Records to use: Begin

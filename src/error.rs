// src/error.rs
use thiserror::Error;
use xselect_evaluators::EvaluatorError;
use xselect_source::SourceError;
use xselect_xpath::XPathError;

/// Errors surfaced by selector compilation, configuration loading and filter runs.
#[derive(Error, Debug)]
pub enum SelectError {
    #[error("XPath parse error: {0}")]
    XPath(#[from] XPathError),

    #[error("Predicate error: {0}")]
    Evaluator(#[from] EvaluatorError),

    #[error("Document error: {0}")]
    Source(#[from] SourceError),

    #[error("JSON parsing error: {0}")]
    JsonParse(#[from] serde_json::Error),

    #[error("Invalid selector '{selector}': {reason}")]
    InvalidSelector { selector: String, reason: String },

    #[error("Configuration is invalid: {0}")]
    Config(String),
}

Records to use: End
Records to use: Begin

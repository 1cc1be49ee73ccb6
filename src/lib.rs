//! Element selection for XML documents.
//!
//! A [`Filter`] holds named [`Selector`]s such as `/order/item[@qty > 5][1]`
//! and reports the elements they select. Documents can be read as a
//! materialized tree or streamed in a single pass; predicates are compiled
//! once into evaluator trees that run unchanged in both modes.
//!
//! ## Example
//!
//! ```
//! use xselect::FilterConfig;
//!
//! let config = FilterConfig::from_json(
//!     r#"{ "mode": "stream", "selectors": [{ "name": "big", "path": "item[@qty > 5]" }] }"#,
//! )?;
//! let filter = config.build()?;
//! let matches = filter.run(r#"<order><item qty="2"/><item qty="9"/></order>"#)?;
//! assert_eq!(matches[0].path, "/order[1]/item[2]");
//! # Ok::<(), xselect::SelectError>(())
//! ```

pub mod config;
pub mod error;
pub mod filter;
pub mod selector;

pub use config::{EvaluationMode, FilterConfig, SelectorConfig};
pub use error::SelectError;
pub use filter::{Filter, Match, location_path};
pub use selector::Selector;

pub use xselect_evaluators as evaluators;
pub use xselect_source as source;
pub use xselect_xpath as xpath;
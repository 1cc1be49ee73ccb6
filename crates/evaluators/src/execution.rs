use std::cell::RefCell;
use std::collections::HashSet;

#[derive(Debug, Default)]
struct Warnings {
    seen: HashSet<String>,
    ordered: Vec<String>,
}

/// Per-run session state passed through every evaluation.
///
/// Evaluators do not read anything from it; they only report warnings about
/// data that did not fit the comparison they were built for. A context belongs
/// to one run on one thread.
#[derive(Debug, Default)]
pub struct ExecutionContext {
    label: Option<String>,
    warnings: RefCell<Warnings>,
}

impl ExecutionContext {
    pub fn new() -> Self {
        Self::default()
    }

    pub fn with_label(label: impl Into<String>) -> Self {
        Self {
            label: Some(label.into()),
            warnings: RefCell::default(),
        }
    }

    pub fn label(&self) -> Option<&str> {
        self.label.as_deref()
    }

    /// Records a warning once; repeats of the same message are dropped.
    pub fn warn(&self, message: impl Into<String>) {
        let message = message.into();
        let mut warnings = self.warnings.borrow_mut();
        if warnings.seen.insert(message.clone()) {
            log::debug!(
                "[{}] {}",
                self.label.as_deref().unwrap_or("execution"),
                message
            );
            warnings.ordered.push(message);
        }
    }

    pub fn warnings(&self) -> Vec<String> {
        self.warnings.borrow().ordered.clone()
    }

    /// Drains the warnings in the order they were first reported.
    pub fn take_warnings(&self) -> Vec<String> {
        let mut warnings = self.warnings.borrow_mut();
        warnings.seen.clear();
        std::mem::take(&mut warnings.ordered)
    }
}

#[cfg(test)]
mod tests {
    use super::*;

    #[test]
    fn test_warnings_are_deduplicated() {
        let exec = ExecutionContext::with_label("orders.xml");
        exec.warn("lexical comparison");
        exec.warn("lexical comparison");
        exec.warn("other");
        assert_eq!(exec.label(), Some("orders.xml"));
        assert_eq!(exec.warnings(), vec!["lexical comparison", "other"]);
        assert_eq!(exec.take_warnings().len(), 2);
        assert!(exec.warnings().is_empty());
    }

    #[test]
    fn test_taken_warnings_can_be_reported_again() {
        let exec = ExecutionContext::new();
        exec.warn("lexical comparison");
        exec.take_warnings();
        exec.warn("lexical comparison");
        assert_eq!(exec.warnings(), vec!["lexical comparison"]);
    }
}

Records to use: End

Task brief: If a line in the records above contains the string "SelectError", copy that line out.

Your solution:
pub enum SelectError {
//! # Ok::<(), xselect::SelectError>(())
pub use error::SelectError;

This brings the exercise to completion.